「ツキヨタケの城から、蔵書を一冊褒美として手に入れて来てほしい」
 学園長先生に呼び出されて、直々に頼まれたのは、個人的なお使いであった。
 なんでも良いのですか、と問えば、学園長先生は笑って「褒美としてもらえる蔵書ならばなんでも良いのじゃ」と言った。
 それならその辺の本で良くないですか、と喉の奥まで出かけたけれど、わたしは立場の弱いくのたま、喉元で不満を飲み込んで、学園町先生の庵を後にした。
 おつかいには二人一組で行って来いとのことで、相手は五年ろ組の生徒に声をかけなさい、と言われていた。
 芸を見せるのであれば、五年ろ組の生徒は誰でも最適の相方になるだろう。三郎は器用でなんでもこなすし、八左ヱ門の虫獣遁は唯一無二の彼だけの特技だ。けれど、褒美の蔵書というのが厄介であった。学園長先生が望むものが蔵書の形をした別の何かであることも考えられる。そうとなれば、とわたしは不破雷蔵に声をかけた。
 雷蔵は図書委員会に所属する五年生で、悩み癖が忍びに向かないと言われてはいるが、実際彼は非常に優秀な生徒であった。
 あの”天才”鉢屋三郎に五年間顔を貸し続ける精神だ。雷蔵が不出来であれば、三郎と雷蔵は”双忍”と呼ばれる名コンビには成り得なかっただろう。面倒見の良さと温和な性格に隠れて彼の実力は秘められがちである。それに加えて悪戯好きの三郎の印象が強すぎるのだが、それこそも彼の姿を借りている三郎が雷蔵への返礼として学園中に雷蔵の実力を知らせないための細工であるともいえる。
 とにかく、雷蔵は優秀である。

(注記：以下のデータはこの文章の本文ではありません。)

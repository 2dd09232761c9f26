//! Input resolution: turn a user-supplied path or URL into a
//! [`SourceDocument`].
//!
//! Two kinds of input are accepted:
//!
//! * **Collaborator JSON** — the positioned-text export of a page/OCR tool
//!   (`{"pages": [...], "images": [...]}`), the normal case.
//! * **Anything else** (PDF, PNG, JPEG, ...) — kept untouched as the
//!   document's [`SourceFile`] so whole-file strategies can forward it; image
//!   inputs also become page 1 for the vision strategy.
//!
//! URLs are downloaded into memory; no temp files are involved because
//! nothing downstream needs a file-system path.

use crate::document::{PageImage, SourceDocument, SourceFile};
use crate::error::DocExtractError;
use std::path::{Path, PathBuf};
use tracing::{debug, info};

/// Check if the input string looks like a URL.
pub fn is_url(input: &str) -> bool {
    input.starts_with("http://") || input.starts_with("https://")
}

/// Resolve the input string to a document.
///
/// # Errors
/// - [`DocExtractError::FileNotFound`] / [`DocExtractError::PermissionDenied`]
/// - [`DocExtractError::DownloadFailed`] / [`DocExtractError::DownloadTimeout`]
/// - [`DocExtractError::InvalidDocument`] — JSON that is not a source document
pub async fn load_document(input: &str, timeout_secs: u64) -> Result<SourceDocument, DocExtractError> {
    if input.trim().is_empty() {
        return Err(DocExtractError::InvalidInput {
            input: input.to_string(),
        });
    }
    let (bytes, name) = if is_url(input) {
        let bytes = download_url(input, timeout_secs).await?;
        (bytes, filename_from_url(input))
    } else {
        let path = PathBuf::from(input);
        let bytes = read_local(&path).await?;
        let name = path
            .file_name()
            .map(|n| n.to_string_lossy().to_string())
            .unwrap_or_else(|| input.to_string());
        (bytes, name)
    };
    parse_document(bytes, &name)
}

/// Interpret downloaded or read bytes.
pub fn parse_document(bytes: Vec<u8>, source_name: &str) -> Result<SourceDocument, DocExtractError> {
    let looks_like_json = bytes
        .iter()
        .find(|b| !b.is_ascii_whitespace())
        .is_some_and(|b| *b == b'{');

    if looks_like_json {
        let doc: SourceDocument =
            serde_json::from_slice(&bytes).map_err(|e| DocExtractError::InvalidDocument {
                source_name: source_name.to_string(),
                detail: e.to_string(),
            })?;
        debug!(
            "Loaded '{}': {} page(s), {} element(s), {} image(s)",
            source_name,
            doc.pages.len(),
            doc.element_count(),
            doc.images.len()
        );
        return Ok(doc);
    }

    let file = source_file(bytes, source_name);
    let images = if file.mime_type.starts_with("image/") {
        vec![PageImage {
            page_number: 1,
            width: 0,
            height: 0,
            mime_type: Some(file.mime_type.clone()),
            data: file.bytes.clone(),
        }]
    } else {
        Vec::new()
    };
    debug!("Loaded '{}' as raw {} file", source_name, file.mime_type);
    Ok(SourceDocument {
        pages: Vec::new(),
        images,
        file: Some(file),
    })
}

/// Read a file to attach as the document's original for whole-file strategies.
pub async fn load_raw_file(path: &Path) -> Result<SourceFile, DocExtractError> {
    let bytes = read_local(path).await?;
    let name = path
        .file_name()
        .map(|n| n.to_string_lossy().to_string())
        .unwrap_or_else(|| "document".to_string());
    Ok(source_file(bytes, &name))
}

fn source_file(bytes: Vec<u8>, name: &str) -> SourceFile {
    let mime_type = mime_for(name, &bytes).to_string();
    SourceFile {
        name: name.to_string(),
        mime_type,
        bytes,
    }
}

/// MIME type from the extension, falling back to magic bytes.
pub fn mime_for(name: &str, bytes: &[u8]) -> &'static str {
    let ext = Path::new(name)
        .extension()
        .map(|e| e.to_string_lossy().to_lowercase())
        .unwrap_or_default();
    match ext.as_str() {
        "pdf" => "application/pdf",
        "png" => "image/png",
        "jpg" | "jpeg" => "image/jpeg",
        "tif" | "tiff" => "image/tiff",
        "webp" => "image/webp",
        "txt" => "text/plain",
        "csv" => "text/csv",
        "json" => "application/json",
        "xlsx" => "application/vnd.openxmlformats-officedocument.spreadsheetml.sheet",
        "docx" => "application/vnd.openxmlformats-officedocument.wordprocessingml.document",
        _ if bytes.starts_with(b"%PDF") => "application/pdf",
        _ => image::guess_format(bytes)
            .map(|f| f.to_mime_type())
            .unwrap_or("application/octet-stream"),
    }
}

async fn read_local(path: &Path) -> Result<Vec<u8>, DocExtractError> {
    match tokio::fs::read(path).await {
        Ok(bytes) => {
            debug!("Read {} ({} bytes)", path.display(), bytes.len());
            Ok(bytes)
        }
        Err(e) if e.kind() == std::io::ErrorKind::PermissionDenied => {
            Err(DocExtractError::PermissionDenied {
                path: path.to_path_buf(),
            })
        }
        Err(_) => Err(DocExtractError::FileNotFound {
            path: path.to_path_buf(),
        }),
    }
}

/// Download a URL into memory.
async fn download_url(url: &str, timeout_secs: u64) -> Result<Vec<u8>, DocExtractError> {
    info!("Downloading document from: {}", url);

    let client = reqwest::Client::builder()
        .timeout(std::time::Duration::from_secs(timeout_secs))
        .build()
        .map_err(|e| DocExtractError::DownloadFailed {
            url: url.to_string(),
            reason: e.to_string(),
        })?;

    let response = client.get(url).send().await.map_err(|e| {
        if e.is_timeout() {
            DocExtractError::DownloadTimeout {
                url: url.to_string(),
                secs: timeout_secs,
            }
        } else {
            DocExtractError::DownloadFailed {
                url: url.to_string(),
                reason: e.to_string(),
            }
        }
    })?;

    if !response.status().is_success() {
        return Err(DocExtractError::DownloadFailed {
            url: url.to_string(),
            reason: format!("HTTP {}", response.status()),
        });
    }

    let bytes = response
        .bytes()
        .await
        .map_err(|e| DocExtractError::DownloadFailed {
            url: url.to_string(),
            reason: e.to_string(),
        })?;
    info!("Downloaded {} bytes", bytes.len());
    Ok(bytes.to_vec())
}

/// Last path segment of the URL when it looks like a file name.
fn filename_from_url(url: &str) -> String {
    if let Ok(parsed) = reqwest::Url::parse(url) {
        if let Some(mut segments) = parsed.path_segments() {
            if let Some(last) = segments.next_back() {
                if !last.is_empty() && last.contains('.') {
                    return last.to_string();
                }
            }
        }
    }
    "downloaded".to_string()
}

#[cfg(test)]
mod tests {
    use super::*;

    #[test]
    fn test_is_url() {
        assert!(is_url("https://example.com/doc.json"));
        assert!(is_url("http://example.com/doc.pdf"));
        assert!(!is_url("/tmp/doc.json"));
        assert!(!is_url("doc.json"));
        assert!(!is_url(""));
    }

    #[test]
    fn filename_from_url_path() {
        assert_eq!(filename_from_url("https://x.hr/a/racun-17.pdf?dl=1"), "racun-17.pdf");
        assert_eq!(filename_from_url("https://x.hr/a/"), "downloaded");
    }

    #[test]
    fn json_input_is_a_collaborator_export() {
        let json = br#"  {"pages":[{"pageNumber":1,"elements":[{"text":"RACUN","x":1,"y":2}]}]}"#;
        let doc = parse_document(json.to_vec(), "r.json").unwrap();
        assert_eq!(doc.pages.len(), 1);
        assert_eq!(doc.element_count(), 1);
        assert!(doc.file.is_none());
    }

    #[test]
    fn broken_json_is_invalid_document() {
        let err = parse_document(b"{\"pages\": 3}".to_vec(), "bad.json").unwrap_err();
        assert!(matches!(err, DocExtractError::InvalidDocument { .. }));
    }

    #[test]
    fn pdf_bytes_become_the_source_file() {
        let doc = parse_document(b"%PDF-1.7 ...".to_vec(), "scan").unwrap();
        let file = doc.file.unwrap();
        assert_eq!(file.mime_type, "application/pdf");
        assert!(doc.images.is_empty());
        assert!(doc.pages.is_empty());
    }

    #[test]
    fn mime_by_extension() {
        assert_eq!(mime_for("a.JPG", b""), "image/jpeg");
        assert_eq!(mime_for("a.bin", b"\x89PNG\r\n\x1a\n"), "image/png");
        assert_eq!(mime_for("a.bin", b"zzz"), "application/octet-stream");
    }

    #[tokio::test]
    async fn missing_file_is_reported() {
        let err = load_document("/definitely/not/here.json", 5).await.unwrap_err();
        assert!(matches!(err, DocExtractError::FileNotFound { .. }));
    }

    #[tokio::test]
    async fn raw_file_from_disk() {
        let dir = tempfile::tempdir().unwrap();
        let path = dir.path().join("ponuda.pdf");
        std::fs::write(&path, b"%PDF-1.4").unwrap();
        let file = load_raw_file(&path).await.unwrap();
        assert_eq!(file.name, "ponuda.pdf");
        assert_eq!(file.mime_type, "application/pdf");
        assert_eq!(file.bytes, b"%PDF-1.4");
    }
}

というか、わたしが親しくしている六人は総じて学年でも名の知らぬ者のいない程の優秀揃いなのだ。
 わたし? わたしは、ふつう……。誰を比較対象にするかでこの評価は変わってくるのだけれど、まあ、任務もそれなりにこなせているだろうし。委員会では時折怒鳴られるけど、それはわたしだけじゃないし。落ちこぼれだなんてそんなことないもの。お荷物だなんて陰口叩かれてたことは聞かなかったことにしてるいし。
 ちょっと気持ちが暗くなってしまったけれど、任務のことを話せば雷蔵は快く承諾してくれた。渋られたらどうしようかと思ったけれど、雷蔵が優しくてよかった。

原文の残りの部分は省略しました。